YOUR TASK:
Please filter the data down to the lines that include the word "this" and copy them.

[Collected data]
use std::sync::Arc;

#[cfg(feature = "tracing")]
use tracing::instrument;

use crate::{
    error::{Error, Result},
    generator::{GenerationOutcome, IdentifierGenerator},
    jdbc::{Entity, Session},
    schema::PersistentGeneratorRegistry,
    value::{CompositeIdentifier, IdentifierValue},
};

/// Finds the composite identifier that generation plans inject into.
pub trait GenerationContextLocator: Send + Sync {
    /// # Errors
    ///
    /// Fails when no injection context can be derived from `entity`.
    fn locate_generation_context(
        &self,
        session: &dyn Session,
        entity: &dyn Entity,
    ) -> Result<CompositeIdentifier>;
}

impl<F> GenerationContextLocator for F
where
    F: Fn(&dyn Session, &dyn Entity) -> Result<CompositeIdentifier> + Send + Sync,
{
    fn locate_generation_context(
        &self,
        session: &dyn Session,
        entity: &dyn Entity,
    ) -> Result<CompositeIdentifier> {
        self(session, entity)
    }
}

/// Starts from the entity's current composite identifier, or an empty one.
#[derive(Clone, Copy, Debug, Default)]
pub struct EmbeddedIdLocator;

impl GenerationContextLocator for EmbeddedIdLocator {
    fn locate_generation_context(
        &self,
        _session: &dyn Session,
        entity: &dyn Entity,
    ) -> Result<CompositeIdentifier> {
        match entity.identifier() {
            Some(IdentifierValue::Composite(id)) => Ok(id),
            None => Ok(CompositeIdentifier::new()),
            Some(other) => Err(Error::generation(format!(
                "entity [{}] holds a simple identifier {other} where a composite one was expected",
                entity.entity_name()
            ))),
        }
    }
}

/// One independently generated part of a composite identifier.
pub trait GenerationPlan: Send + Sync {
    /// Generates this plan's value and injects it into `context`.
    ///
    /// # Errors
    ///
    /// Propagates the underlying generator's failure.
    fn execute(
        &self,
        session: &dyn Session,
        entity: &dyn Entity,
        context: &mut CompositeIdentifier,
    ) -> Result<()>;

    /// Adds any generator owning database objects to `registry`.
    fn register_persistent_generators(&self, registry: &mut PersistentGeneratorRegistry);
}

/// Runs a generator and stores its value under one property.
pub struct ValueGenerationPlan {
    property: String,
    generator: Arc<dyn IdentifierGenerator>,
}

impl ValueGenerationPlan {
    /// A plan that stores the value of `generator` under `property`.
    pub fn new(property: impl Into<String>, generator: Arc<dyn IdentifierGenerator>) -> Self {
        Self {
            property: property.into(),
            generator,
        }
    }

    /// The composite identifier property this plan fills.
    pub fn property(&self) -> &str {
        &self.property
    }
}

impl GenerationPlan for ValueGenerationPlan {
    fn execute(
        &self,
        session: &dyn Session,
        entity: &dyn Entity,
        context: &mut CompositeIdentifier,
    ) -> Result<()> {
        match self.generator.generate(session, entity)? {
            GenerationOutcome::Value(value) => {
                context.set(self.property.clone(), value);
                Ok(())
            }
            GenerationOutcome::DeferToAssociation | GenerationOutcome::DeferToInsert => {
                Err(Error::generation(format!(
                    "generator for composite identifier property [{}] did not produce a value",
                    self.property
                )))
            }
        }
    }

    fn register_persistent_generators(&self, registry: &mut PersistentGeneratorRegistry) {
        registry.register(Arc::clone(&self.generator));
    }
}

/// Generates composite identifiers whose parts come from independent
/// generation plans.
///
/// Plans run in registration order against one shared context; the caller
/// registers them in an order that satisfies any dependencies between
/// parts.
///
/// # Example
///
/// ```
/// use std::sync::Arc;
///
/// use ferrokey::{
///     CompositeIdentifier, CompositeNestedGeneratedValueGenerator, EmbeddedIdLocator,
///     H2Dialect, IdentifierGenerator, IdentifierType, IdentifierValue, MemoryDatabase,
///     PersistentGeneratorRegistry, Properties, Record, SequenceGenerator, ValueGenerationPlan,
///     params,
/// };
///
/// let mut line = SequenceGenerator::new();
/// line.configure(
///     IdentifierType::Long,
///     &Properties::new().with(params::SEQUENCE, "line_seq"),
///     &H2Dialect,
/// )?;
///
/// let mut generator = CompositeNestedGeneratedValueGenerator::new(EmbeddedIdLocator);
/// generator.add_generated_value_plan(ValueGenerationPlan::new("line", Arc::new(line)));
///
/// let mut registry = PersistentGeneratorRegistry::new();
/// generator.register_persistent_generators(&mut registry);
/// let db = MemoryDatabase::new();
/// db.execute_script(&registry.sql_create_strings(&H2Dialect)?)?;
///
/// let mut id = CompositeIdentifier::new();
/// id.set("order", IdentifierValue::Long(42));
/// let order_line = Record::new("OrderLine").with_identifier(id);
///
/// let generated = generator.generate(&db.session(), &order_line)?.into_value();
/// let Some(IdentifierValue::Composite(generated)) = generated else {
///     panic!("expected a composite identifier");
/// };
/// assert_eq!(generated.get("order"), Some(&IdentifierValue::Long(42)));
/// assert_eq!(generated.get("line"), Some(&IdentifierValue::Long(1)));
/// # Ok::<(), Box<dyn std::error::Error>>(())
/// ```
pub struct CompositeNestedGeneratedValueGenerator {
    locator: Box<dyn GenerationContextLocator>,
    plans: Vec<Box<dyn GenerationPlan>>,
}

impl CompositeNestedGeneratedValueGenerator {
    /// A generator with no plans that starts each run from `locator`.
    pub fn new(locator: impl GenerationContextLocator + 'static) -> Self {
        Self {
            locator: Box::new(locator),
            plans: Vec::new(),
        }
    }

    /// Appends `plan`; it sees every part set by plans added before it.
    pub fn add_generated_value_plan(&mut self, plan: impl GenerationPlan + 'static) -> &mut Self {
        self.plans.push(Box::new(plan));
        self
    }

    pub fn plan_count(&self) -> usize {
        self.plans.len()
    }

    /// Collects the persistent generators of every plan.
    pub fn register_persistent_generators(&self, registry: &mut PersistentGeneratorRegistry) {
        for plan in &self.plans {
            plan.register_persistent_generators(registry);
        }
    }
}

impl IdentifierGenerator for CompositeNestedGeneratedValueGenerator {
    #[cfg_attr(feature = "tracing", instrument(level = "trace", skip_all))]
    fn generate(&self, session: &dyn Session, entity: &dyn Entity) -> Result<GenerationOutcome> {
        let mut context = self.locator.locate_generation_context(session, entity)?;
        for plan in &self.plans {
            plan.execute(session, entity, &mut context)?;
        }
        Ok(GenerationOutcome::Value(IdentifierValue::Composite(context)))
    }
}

TASK RESPONSE:
    /// Generates this plan's value and injects it into `context`.
    /// The composite identifier property this plan fills.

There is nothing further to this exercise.